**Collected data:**
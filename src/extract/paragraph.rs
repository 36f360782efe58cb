//! Paragraph splitting over streamed plain text.
//!
//! Content arrives in pieces of arbitrary size. [`ParagraphSplitter`] keeps the unconsumed tail
//! as raw bytes, so a line, a delimiter, or a multi-byte UTF-8 sequence split across two pieces
//! yields the same paragraphs as one contiguous read. Two delimiter policies exist:
//!
//! - [`ParagraphPolicy::BlankLine`]: line oriented. Non-blank lines are right-trimmed and joined
//!   with a single space; a blank or whitespace-only line ends the paragraph.
//! - [`ParagraphPolicy::DoubleBreak`]: a line break, optional horizontal whitespace, and another
//!   line break end the paragraph. Paragraphs are trimmed and keep their interior line breaks.

use async_trait::async_trait;
use futures_util::StreamExt;
use serde::{Deserialize, Serialize};

use super::{ExtractError, Extractor, Paragraph, UnitSink};
use crate::source::ContentStream;

/// How paragraph boundaries are recognised.
#[derive(Debug, Clone, Copy, Default, PartialEq, Eq, Serialize, Deserialize)]
#[serde(rename_all = "snake_case")]
pub enum ParagraphPolicy {
    /// Blank or whitespace-only lines separate paragraphs; lines are joined with spaces.
    #[default]
    BlankLine,
    /// A double line break separates paragraphs; interior line breaks are kept.
    DoubleBreak,
}

/// Incremental paragraph splitter fed with content pieces.
#[derive(Debug)]
pub struct ParagraphSplitter {
    policy: ParagraphPolicy,
    carry: Vec<u8>,
    resume: usize,
    lines: Vec<String>,
}

impl ParagraphSplitter {
    /// Splitter applying `policy`.
    pub fn new(policy: ParagraphPolicy) -> Self {
        Self {
            policy,
            carry: Vec::new(),
            resume: 0,
            lines: Vec::new(),
        }
    }

    /// Consume the next piece and return every paragraph it completes.
    pub fn feed(&mut self, piece: &[u8]) -> Result<Vec<String>, std::str::Utf8Error> {
        self.carry.extend_from_slice(piece);
        let mut paragraphs = Vec::new();
        match self.policy {
            ParagraphPolicy::BlankLine => self.drain_lines(&mut paragraphs)?,
            ParagraphPolicy::DoubleBreak => self.drain_blocks(&mut paragraphs)?,
        }
        Ok(paragraphs)
    }

    /// Flush whatever remains once the content is exhausted.
    pub fn finish(mut self) -> Result<Vec<String>, std::str::Utf8Error> {
        let mut paragraphs = Vec::new();
        let tail = std::mem::take(&mut self.carry);
        let tail = std::str::from_utf8(&tail)?;
        match self.policy {
            ParagraphPolicy::BlankLine => {
                self.push_line(tail, &mut paragraphs);
                self.flush_lines(&mut paragraphs);
            }
            ParagraphPolicy::DoubleBreak => push_block(tail, &mut paragraphs),
        }
        Ok(paragraphs)
    }

    fn drain_lines(&mut self, paragraphs: &mut Vec<String>) -> Result<(), std::str::Utf8Error> {
        let mut start = 0;
        while let Some(offset) = self.carry[start..].iter().position(|&byte| byte == b'\n') {
            let end = start + offset;
            let line = std::str::from_utf8(&self.carry[start..end])?.to_string();
            self.push_line(&line, paragraphs);
            start = end + 1;
        }
        self.carry.drain(..start);
        Ok(())
    }

    fn push_line(&mut self, line: &str, paragraphs: &mut Vec<String>) {
        if line.trim().is_empty() {
            self.flush_lines(paragraphs);
        } else {
            self.lines.push(line.trim_end().to_string());
        }
    }

    fn flush_lines(&mut self, paragraphs: &mut Vec<String>) {
        if !self.lines.is_empty() {
            paragraphs.push(self.lines.join(" "));
            self.lines.clear();
        }
    }

    fn drain_blocks(&mut self, paragraphs: &mut Vec<String>) -> Result<(), std::str::Utf8Error> {
        let mut start = 0;
        let mut cursor = self.resume;
        loop {
            let Some(offset) = self.carry[cursor..].iter().position(|&byte| byte == b'\n') else {
                cursor = self.carry.len();
                break;
            };
            let newline = cursor + offset;
            let mut next = newline + 1;
            while next < self.carry.len() && matches!(self.carry[next], b' ' | b'\t' | b'\r') {
                next += 1;
            }
            if next == self.carry.len() {
                // Possibly the first half of a delimiter; wait for more input.
                cursor = newline;
                break;
            }
            if self.carry[next] == b'\n' {
                push_block(std::str::from_utf8(&self.carry[start..newline])?, paragraphs);
                start = next + 1;
                cursor = start;
            } else {
                cursor = newline + 1;
            }
        }
        self.carry.drain(..start);
        self.resume = cursor - start;
        Ok(())
    }
}

fn push_block(block: &str, paragraphs: &mut Vec<String>) {
    let trimmed = block.trim();
    if !trimmed.is_empty() {
        paragraphs.push(trimmed.to_string());
    }
}

/// Streams plain text and emits one [`Paragraph`] per paragraph, tagged with the item.
#[derive(Debug, Clone, Copy, Default)]
pub struct ParagraphExtractor {
    policy: ParagraphPolicy,
}

impl ParagraphExtractor {
    /// Extractor applying `policy`.
    pub fn new(policy: ParagraphPolicy) -> Self {
        Self { policy }
    }

    /// Delimiter policy in use.
    pub fn policy(&self) -> ParagraphPolicy {
        self.policy
    }
}

#[async_trait]
impl Extractor for ParagraphExtractor {
    type Unit = Paragraph;

    async fn extract(
        &self,
        item: &str,
        mut content: ContentStream,
        sink: &mut UnitSink<'_, Paragraph>,
    ) -> Result<(), ExtractError> {
        let invalid = |source| ExtractError::InvalidUtf8 {
            item: item.to_string(),
            source,
        };
        let mut splitter = ParagraphSplitter::new(self.policy);
        while let Some(piece) = content.next().await {
            let piece = piece?;
            for text in splitter.feed(&piece).map_err(invalid)? {
                sink.emit(Paragraph::new(item, text)).await?;
            }
        }
        for text in splitter.finish().map_err(invalid)? {
            sink.emit(Paragraph::new(item, text)).await?;
        }
        Ok(())
    }
}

**TASK BRIEF:**
Each line of the records should be repeated exactly as it stands.

**EXERCISE ANSWER:**
filename src/extract/paragraph.rs
repository 36f360782efe58cb
//! Paragraph splitting over streamed plain text.
//!
//! Content arrives in pieces of arbitrary size. [`ParagraphSplitter`] keeps the unconsumed tail
//! as raw bytes, so a line, a delimiter, or a multi-byte UTF-8 sequence split across two pieces
//! yields the same paragraphs as one contiguous read. Two delimiter policies exist:
//!
//! - [`ParagraphPolicy::BlankLine`]: line oriented. Non-blank lines are right-trimmed and joined
//!   with a single space; a blank or whitespace-only line ends the paragraph.
//! - [`ParagraphPolicy::DoubleBreak`]: a line break, optional horizontal whitespace, and another
//!   line break end the paragraph. Paragraphs are trimmed and keep their interior line breaks.

use async_trait::async_trait;
use futures_util::StreamExt;
use serde::{Deserialize, Serialize};

use super::{ExtractError, Extractor, Paragraph, UnitSink};
use crate::source::ContentStream;

/// How paragraph boundaries are recognised.
#[derive(Debug, Clone, Copy, Default, PartialEq, Eq, Serialize, Deserialize)]
#[serde(rename_all = "snake_case")]
pub enum ParagraphPolicy {
    /// Blank or whitespace-only lines separate paragraphs; lines are joined with spaces.
    #[default]
    BlankLine,
    /// A double line break separates paragraphs; interior line breaks are kept.
    DoubleBreak,
}

/// Incremental paragraph splitter fed with content pieces.
#[derive(Debug)]
pub struct ParagraphSplitter {
    policy: ParagraphPolicy,
    carry: Vec<u8>,
    resume: usize,
    lines: Vec<String>,
}

impl ParagraphSplitter {
    /// Splitter applying `policy`.
    pub fn new(policy: ParagraphPolicy) -> Self {
        Self {
            policy,
            carry: Vec::new(),
            resume: 0,
            lines: Vec::new(),
        }
    }

    /// Consume the next piece and return every paragraph it completes.
    pub fn feed(&mut self, piece: &[u8]) -> Result<Vec<String>, std::str::Utf8Error> {
        self.carry.extend_from_slice(piece);
        let mut paragraphs = Vec::new();
        match self.policy {
            ParagraphPolicy::BlankLine => self.drain_lines(&mut paragraphs)?,
            ParagraphPolicy::DoubleBreak => self.drain_blocks(&mut paragraphs)?,
        }
        Ok(paragraphs)
    }

    /// Flush whatever remains once the content is exhausted.
    pub fn finish(mut self) -> Result<Vec<String>, std::str::Utf8Error> {
        let mut paragraphs = Vec::new();
        let tail = std::mem::take(&mut self.carry);
        let tail = std::str::from_utf8(&tail)?;
        match self.policy {
            ParagraphPolicy::BlankLine => {
                self.push_line(tail, &mut paragraphs);
                self.flush_lines(&mut paragraphs);
            }
            ParagraphPolicy::DoubleBreak => push_block(tail, &mut paragraphs),
        }
        Ok(paragraphs)
    }

    fn drain_lines(&mut self, paragraphs: &mut Vec<String>) -> Result<(), std::str::Utf8Error> {
        let mut start = 0;
        while let Some(offset) = self.carry[start..].iter().position(|&byte| byte == b'\n') {
            let end = start + offset;
            let line = std::str::from_utf8(&self.carry[start..end])?.to_string();
            self.push_line(&line, paragraphs);
            start = end + 1;
        }
        self.carry.drain(..start);
        Ok(())
    }

    fn push_line(&mut self, line: &str, paragraphs: &mut Vec<String>) {
        if line.trim().is_empty() {
            self.flush_lines(paragraphs);
        } else {
            self.lines.push(line.trim_end().to_string());
        }
    }

    fn flush_lines(&mut self, paragraphs: &mut Vec<String>) {
        if !self.lines.is_empty() {
            paragraphs.push(self.lines.join(" "));
            self.lines.clear();
        }
    }

    fn drain_blocks(&mut self, paragraphs: &mut Vec<String>) -> Result<(), std::str::Utf8Error> {
        let mut start = 0;
        let mut cursor = self.resume;
        loop {
            let Some(offset) = self.carry[cursor..].iter().position(|&byte| byte == b'\n') else {
                cursor = self.carry.len();
                break;
            };
            let newline = cursor + offset;
            let mut next = newline + 1;
            while next < self.carry.len() && matches!(self.carry[next], b' ' | b'\t' | b'\r') {
                next += 1;
            }
            if next == self.carry.len() {
                // Possibly the first half of a delimiter; wait for more input.
                cursor = newline;
                break;
            }
            if self.carry[next] == b'\n' {
                push_block(std::str::from_utf8(&self.carry[start..newline])?, paragraphs);
                start = next + 1;
                cursor = start;
            } else {
                cursor = newline + 1;
            }
        }
        self.carry.drain(..start);
        self.resume = cursor - start;
        Ok(())
    }
}

fn push_block(block: &str, paragraphs: &mut Vec<String>) {
    let trimmed = block.trim();
    if !trimmed.is_empty() {
        paragraphs.push(trimmed.to_string());
    }
}

/// Streams plain text and emits one [`Paragraph`] per paragraph, tagged with the item.
#[derive(Debug, Clone, Copy, Default)]
pub struct ParagraphExtractor {
    policy: ParagraphPolicy,
}

impl ParagraphExtractor {
    /// Extractor applying `policy`.
    pub fn new(policy: ParagraphPolicy) -> Self {
        Self { policy }
    }

    /// Delimiter policy in use.
    pub fn policy(&self) -> ParagraphPolicy {
        self.policy
    }
}

#[async_trait]
impl Extractor for ParagraphExtractor {
    type Unit = Paragraph;

    async fn extract(
        &self,
        item: &str,
        mut content: ContentStream,
        sink: &mut UnitSink<'_, Paragraph>,
    ) -> Result<(), ExtractError> {
        let invalid = |source| ExtractError::InvalidUtf8 {
            item: item.to_string(),
            source,
        };
        let mut splitter = ParagraphSplitter::new(self.policy);
        while let Some(piece) = content.next().await {
            let piece = piece?;
            for text in splitter.feed(&piece).map_err(invalid)? {
                sink.emit(Paragraph::new(item, text)).await?;
            }
        }
        for text in splitter.finish().map_err(invalid)? {
            sink.emit(Paragraph::new(item, text)).await?;
        }
        Ok(())
    }
}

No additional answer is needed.